Live, on-the-scene reporting is now available inside living cells.
Synthetic biologists from Rice University and Princeton University have demonstrated “live reporter” technology that can reveal the workings of networks of signaling proteins in living cells with far greater precision than current methods. The first-of-its-kind reporting tool can show, for example, how quickly signaling networks respond and how their responses vary from cell to cell in both time and space.
Researchers created the tool using unobtrusive proteins that piggyback on an essential signaling mechanism human cells use to regulate growth, differentiation, migration, inflammation and other processes.
In a recent study in the open-access journal eLife, the Rice-Princeton team demonstrated its modular approach for tagging receptor tyrosine kinases (RTKs) with reporter proteins that activate green fluorescent proteins whenever their RTK partners become phosphorylated.

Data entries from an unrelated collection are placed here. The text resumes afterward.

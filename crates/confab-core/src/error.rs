// SPDX-FileCopyrightText: 2026 Confab Contributors
// SPDX-License-Identifier: MIT OR Apache-2.0

//! Error types for the Confab event delivery service.

use thiserror::Error;

/// The primary error type used across all Confab components.
///
/// Variants follow the propagation policy of the delivery subsystem:
/// `Store` and `Timeout` are transient infrastructure failures that get
/// absorbed at the reconciler boundary, everything else propagates to the
/// immediate caller as a typed failure.
#[derive(Debug, Error)]
pub enum ConfabError {
    /// Configuration errors (invalid TOML, missing required fields, bad tunables).
    #[error("configuration error: {0}")]
    Config(String),

    /// Durable event store errors (query failure, write failure, serialization).
    #[error("store error: {source}")]
    Store {
        source: Box<dyn std::error::Error + Send + Sync>,
    },

    /// A store operation exceeded its bounded deadline.
    #[error("store operation timed out after {duration:?}")]
    Timeout { duration: std::time::Duration },

    /// Malformed action payload, invalid enum value, or missing required field.
    #[error("invalid input: {0}")]
    InvalidInput(String),

    /// The caller is not a participant of the conversation.
    #[error("user {user_id} cannot access conversation {conversation_id}")]
    Forbidden {
        user_id: String,
        conversation_id: String,
    },

    /// A referenced message does not exist.
    #[error("message not found: {0}")]
    MessageNotFound(String),

    /// The client-side of a stream is gone (disconnect, closed response channel).
    #[error("transport closed: {0}")]
    Transport(String),

    /// Internal or unexpected errors.
    #[error("internal error: {0}")]
    Internal(String),
}

impl ConfabError {
    /// Whether this error is a transient infrastructure failure that the
    /// polling loop may absorb and retry on the next tick.
    pub fn is_transient(&self) -> bool {
        matches!(self, ConfabError::Store { .. } | ConfabError::Timeout { .. })
    }
}

#[cfg(test)]
mod tests {
    use super::*;

    #[test]
    fn transient_classification() {
        let store = ConfabError::Store {
            source: Box::new(std::io::Error::other("boom")),
        };
        let timeout = ConfabError::Timeout {
            duration: std::time::Duration::from_millis(500),
        };
        assert!(store.is_transient());
        assert!(timeout.is_transient());

        let forbidden = ConfabError::Forbidden {
            user_id: "u1".into(),
            conversation_id: "c1".into(),
        };
        assert!(!forbidden.is_transient());
        assert!(!ConfabError::MessageNotFound("m1".into()).is_transient());
        assert!(!ConfabError::InvalidInput("bad action".into()).is_transient());
        assert!(!ConfabError::Transport("stream closed".into()).is_transient());
    }

    #[test]
    fn display_carries_context() {
        let err = ConfabError::Forbidden {
            user_id: "u1".into(),
            conversation_id: "c9".into(),
        };
        let rendered = err.to_string();
        assert!(rendered.contains("u1"));
        assert!(rendered.contains("c9"));
    }
}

Kinases are enzymes that can alter the behavior of other proteins by attaching or detaching phosphate groups, a process called phosphorylation. RTKs are specialized kinases that themselves become phosphorylated when they detect incoming signals or stimuli outside the cell, and then regulate vital cell functions.
The Rice-Princeton team showed the “live reporter” system could be used with a microscope to produce a video record of signaling network activity in living cells. Where cells glow and how brightly, reveals the location and intensity of signal network response, said Caleb Bashor, co-corresponding author of the study and an assistant professor of both bioengineering and biosciences at Rice.
“Most of the time, when you're studying stuff that happens inside of cells, like signaling networks or gene networks, you have to destroy the cells in order to look at their contents,” Bashor said. “Anytime you can build something where the cells stay alive, and you can watch how the signaling network works in real time, inside of the cell, it’s a great advantage.”
The researchers dubbed the reporters pYtags, in reference to biochemical nomenclature where tyrosine is denoted as “Y” and as “pY” when phosphorylated.
Bashor and Xiaoyu Yang, a Ph.D. student in Bashor’s research group, developed pYtags in collaboration with the research groups of Princeton’s Jared Toettcher and Celeste Nelson. The study showed the system could record the activity of RTKs called growth factor receptors in human fibroblast cells.
“We take an engineered protein that’s part of a different system — it’s actually part of immune signaling — and we put it into this new context, which is fibroblast cells that Jared works with in his lab at Princeton,” Bashor said. “We think it’s probably not interacting with anything else in the cell because it’s from a completely different cell type. So, it just kind of hangs out on the end of the growth factor receptor.”
The pYtag reporter is designed to co-activate with its RTK partner and trigger a proportional amount of fluorescence. So the stronger the RTK response, the brighter the cell glows when viewed through a microscope.
“It can receive that phosphorylation signal from the growth factor receptor,” Bashor said. “So, when the receptor gets activated, the green fluorescent protein comes in, binds to something close to the membrane, and you get what looks like this green ring around the outside of the cell. That tells you, in real time, when the cells are seeing the growth factor and how fast the pathway is turning on.”
Bashor said pYtags could be used to monitor many types of tyrosine kinase receptors.
“We show in the paper that this reporter could be put onto multiple different growth-factor receptor types, and that could be used as a reporter for all of them,” he said. “This is a window into the dynamics of cellular signaling that we really didn't have before.”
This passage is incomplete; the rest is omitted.